### MATERIAL FOR THIS TASK
-=-=-

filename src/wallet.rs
//! Wallet-level call sites built on the RPC client: native balance, SPL
//! token enumeration and recent signature history, each mapped into the
//! typed records from [`crate::types`].

use crate::errors::{AppError, AppResult, RpcError, RpcResult};
use crate::rpc::SolanaRpcClient;
use crate::types::{
    Commitment, TokenHolding, TransactionSummary, WalletReport, TOKEN_PROGRAM_ID,
};
use chrono::{DateTime, SecondsFormat, Utc};
use serde::Deserialize;
use serde_json::{json, Value};
use tracing::{debug, info};

/// `getBalance` result envelope (`{ context, value }`)
#[derive(Debug, Deserialize)]
struct BalanceResult {
    value: u64,
}

/// `getTokenAccountsByOwner` result envelope
#[derive(Debug, Deserialize)]
struct TokenAccountsResult {
    #[serde(default)]
    value: Vec<TokenAccountEntry>,
}

#[derive(Debug, Deserialize)]
struct TokenAccountEntry {
    pubkey: Option<String>,
    account: Option<TokenAccountData>,
}

#[derive(Debug, Deserialize)]
struct TokenAccountData {
    data: Option<ParsedAccountData>,
}

#[derive(Debug, Deserialize)]
struct ParsedAccountData {
    parsed: Option<ParsedTokenInfo>,
}

#[derive(Debug, Deserialize)]
struct ParsedTokenInfo {
    info: Option<TokenInfo>,
}

#[derive(Debug, Deserialize)]
struct TokenInfo {
    mint: Option<String>,
    #[serde(rename = "tokenAmount")]
    token_amount: Option<TokenAmount>,
}

#[derive(Debug, Deserialize)]
struct TokenAmount {
    amount: Option<String>,
    decimals: Option<u8>,
    #[serde(rename = "uiAmountString")]
    ui_amount_string: Option<String>,
}

/// One entry of the `getSignaturesForAddress` result array
#[derive(Debug, Deserialize)]
struct SignatureEntry {
    signature: String,
    #[serde(rename = "blockTime")]
    block_time: Option<i64>,
    #[serde(rename = "confirmationStatus")]
    confirmation_status: Option<Commitment>,
    err: Option<Value>,
}

/// Fetch the wallet's native balance in lamports
pub async fn get_balance(
    client: &SolanaRpcClient,
    address: &str,
    commitment: Commitment,
) -> RpcResult<u64> {
    let result = client
        .call(
            "getBalance",
            json!([address, { "commitment": commitment.as_str() }]),
        )
        .await?;

    let balance: BalanceResult =
        serde_json::from_value(result).map_err(|e| RpcError::InvalidResponse {
            method: "getBalance".to_string(),
            message: e.to_string(),
        })?;

    debug!(address, lamports = balance.value, "fetched native balance");
    Ok(balance.value)
}

/// Enumerate the wallet's SPL token accounts under the Token program
///
/// Entries missing any of pubkey, mint, raw amount or decimals are skipped
/// rather than failing the whole listing.
pub async fn get_token_holdings(
    client: &SolanaRpcClient,
    address: &str,
    commitment: Commitment,
) -> RpcResult<Vec<TokenHolding>> {
    let result = client
        .call(
            "getTokenAccountsByOwner",
            json!([
                address,
                { "programId": TOKEN_PROGRAM_ID },
                { "encoding": "jsonParsed", "commitment": commitment.as_str() }
            ]),
        )
        .await?;

    let accounts: TokenAccountsResult =
        serde_json::from_value(result).map_err(|e| RpcError::InvalidResponse {
            method: "getTokenAccountsByOwner".to_string(),
            message: e.to_string(),
        })?;

    let holdings: Vec<TokenHolding> = accounts
        .value
        .into_iter()
        .filter_map(parse_token_account)
        .collect();

    debug!(address, count = holdings.len(), "fetched token holdings");
    Ok(holdings)
}

/// Fetch recent transaction signatures for the wallet, newest first
pub async fn get_signatures(
    client: &SolanaRpcClient,
    address: &str,
    limit: usize,
    commitment: Commitment,
) -> RpcResult<Vec<TransactionSummary>> {
    let result = client
        .call(
            "getSignaturesForAddress",
            json!([address, { "limit": limit, "commitment": commitment.as_str() }]),
        )
        .await?;

    let entries: Vec<SignatureEntry> =
        serde_json::from_value(result).map_err(|e| RpcError::InvalidResponse {
            method: "getSignaturesForAddress".to_string(),
            message: e.to_string(),
        })?;

    let transactions = entries
        .into_iter()
        .map(|entry| TransactionSummary {
            signature: entry.signature,
            block_time: entry.block_time.and_then(iso_time_from_blocktime),
            confirmation_status: entry.confirmation_status,
            err: err_summary(entry.err.as_ref()),
        })
        .collect();

    Ok(transactions)
}

/// Run a full inspection: balance always, token and transaction sections
/// unless skipped. A failing requested section fails the run - partial
/// results are never silently dropped.
pub async fn inspect(
    client: &SolanaRpcClient,
    address: &str,
    limit: usize,
    with_tokens: bool,
    with_transactions: bool,
) -> AppResult<WalletReport> {
    let commitment = client.config().commitment;

    let sol_balance_lamports = get_balance(client, address, commitment).await?;

    let tokens = if with_tokens {
        get_token_holdings(client, address, commitment).await?
    } else {
        Vec::new()
    };

    let transactions = if with_transactions {
        get_signatures(client, address, limit, commitment).await?
    } else {
        Vec::new()
    };

    info!(
        address,
        lamports = sol_balance_lamports,
        tokens = tokens.len(),
        transactions = transactions.len(),
        "wallet inspection complete"
    );

    Ok(WalletReport {
        address: address.to_string(),
        sol_balance_lamports,
        sol_balance_sol: crate::types::lamports_to_sol(sol_balance_lamports),
        tokens,
        transactions,
    })
}

/// Validate a base58 wallet address (must decode to 32 bytes)
pub fn validate_address(address: &str) -> AppResult<()> {
    let decoded = bs58::decode(address)
        .into_vec()
        .map_err(|e| AppError::InvalidInput(format!("Invalid address: {}", e)))?;

    if decoded.len() != 32 {
        return Err(AppError::InvalidInput(format!(
            "Invalid address length: decoded to {} bytes, expected 32",
            decoded.len()
        )));
    }

    Ok(())
}

fn parse_token_account(entry: TokenAccountEntry) -> Option<TokenHolding> {
    let pubkey = entry.pubkey?;
    let info = entry.account?.data?.parsed?.info?;
    let mint = info.mint?;
    let token_amount = info.token_amount?;
    let amount_raw = token_amount.amount?;
    let decimals = token_amount.decimals?;

    // The RPC's uiAmountString is authoritative when present; fall back to
    // exact local scaling of the raw amount. An amount that is not a digit
    // string cannot be scaled, so the entry is skipped like any other
    // incomplete one.
    let ui_amount = match token_amount.ui_amount_string {
        Some(ui_amount) => ui_amount,
        None => crate::types::scale_raw_amount(&amount_raw, decimals)?,
    };

    Some(TokenHolding {
        mint,
        token_account: pubkey,
        amount_raw,
        decimals,
        ui_amount,
    })
}

/// Render a block time as ISO-8601 UTC; out-of-range timestamps are dropped
fn iso_time_from_blocktime(block_time: i64) -> Option<String> {
    DateTime::<Utc>::from_timestamp(block_time, 0)
        .map(|dt| dt.to_rfc3339_opts(SecondsFormat::Secs, true))
}

/// Compact-JSON summary of a transaction error; empty string when none
fn err_summary(err: Option<&Value>) -> String {
    match err {
        None | Some(Value::Null) => String::new(),
        Some(value) => value.to_string(),
    }
}
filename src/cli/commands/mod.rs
pub mod inspect;
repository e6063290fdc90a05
//! CLI Smoke Test
//!
//! Runs the built `sol-inspect` binary and verifies the documented exit
//! codes end to end: 2 for invalid input (reported before any network
//! call), 1 for RPC failure after every endpoint is exhausted.

use std::process::Command;

fn sol_inspect() -> Command {
    Command::new(env!("CARGO_BIN_EXE_sol-inspect"))
}

#[test]
fn test_invalid_address_exits_2() {
    // 0 and O are not in the base58 alphabet
    let output = sol_inspect()
        .arg("O0O0O0")
        .output()
        .expect("run sol-inspect");

    assert_eq!(output.status.code(), Some(2));
    let stderr = String::from_utf8_lossy(&output.stderr);
    assert!(stderr.contains("Invalid"), "stderr was: {}", stderr);
}

#[test]
fn test_short_address_exits_2() {
    // Valid base58 but decodes to far fewer than 32 bytes
    let output = sol_inspect().arg("abc").output().expect("run sol-inspect");

    assert_eq!(output.status.code(), Some(2));
    let stderr = String::from_utf8_lossy(&output.stderr);
    assert!(stderr.contains("32"), "stderr was: {}", stderr);
}

#[test]
fn test_unreachable_endpoints_exit_1() {
    // Port 1 refuses connections immediately; tight retry settings via the
    // environment keep the failover loop fast
    let output = sol_inspect()
        .arg("11111111111111111111111111111111")
        .args(["--rpc", "http://127.0.0.1:1"])
        .env("SOL_INSPECT_RPC__MAX_RETRIES", "1")
        .env("SOL_INSPECT_RPC__INITIAL_BACKOFF_MS", "1")
        .output()
        .expect("run sol-inspect");

    assert_eq!(output.status.code(), Some(1));
    let stderr = String::from_utf8_lossy(&output.stderr);
    assert!(
        stderr.contains("All RPC endpoints failed"),
        "stderr was: {}",
        stderr
    );
}

#[test]
fn test_unknown_flag_exits_2() {
    let output = sol_inspect()
        .arg("11111111111111111111111111111111")
        .arg("--definitely-not-a-flag")
        .output()
        .expect("run sol-inspect");

    assert_eq!(output.status.code(), Some(2));
}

-=-=-

### AIM OF THE EXERCISE
Check each line above for the string "getBalance" and return those that contain it.

### ANSWER TO THIS PROBLEM
/// `getBalance` result envelope (`{ context, value }`)
            "getBalance",
            method: "getBalance".to_string(),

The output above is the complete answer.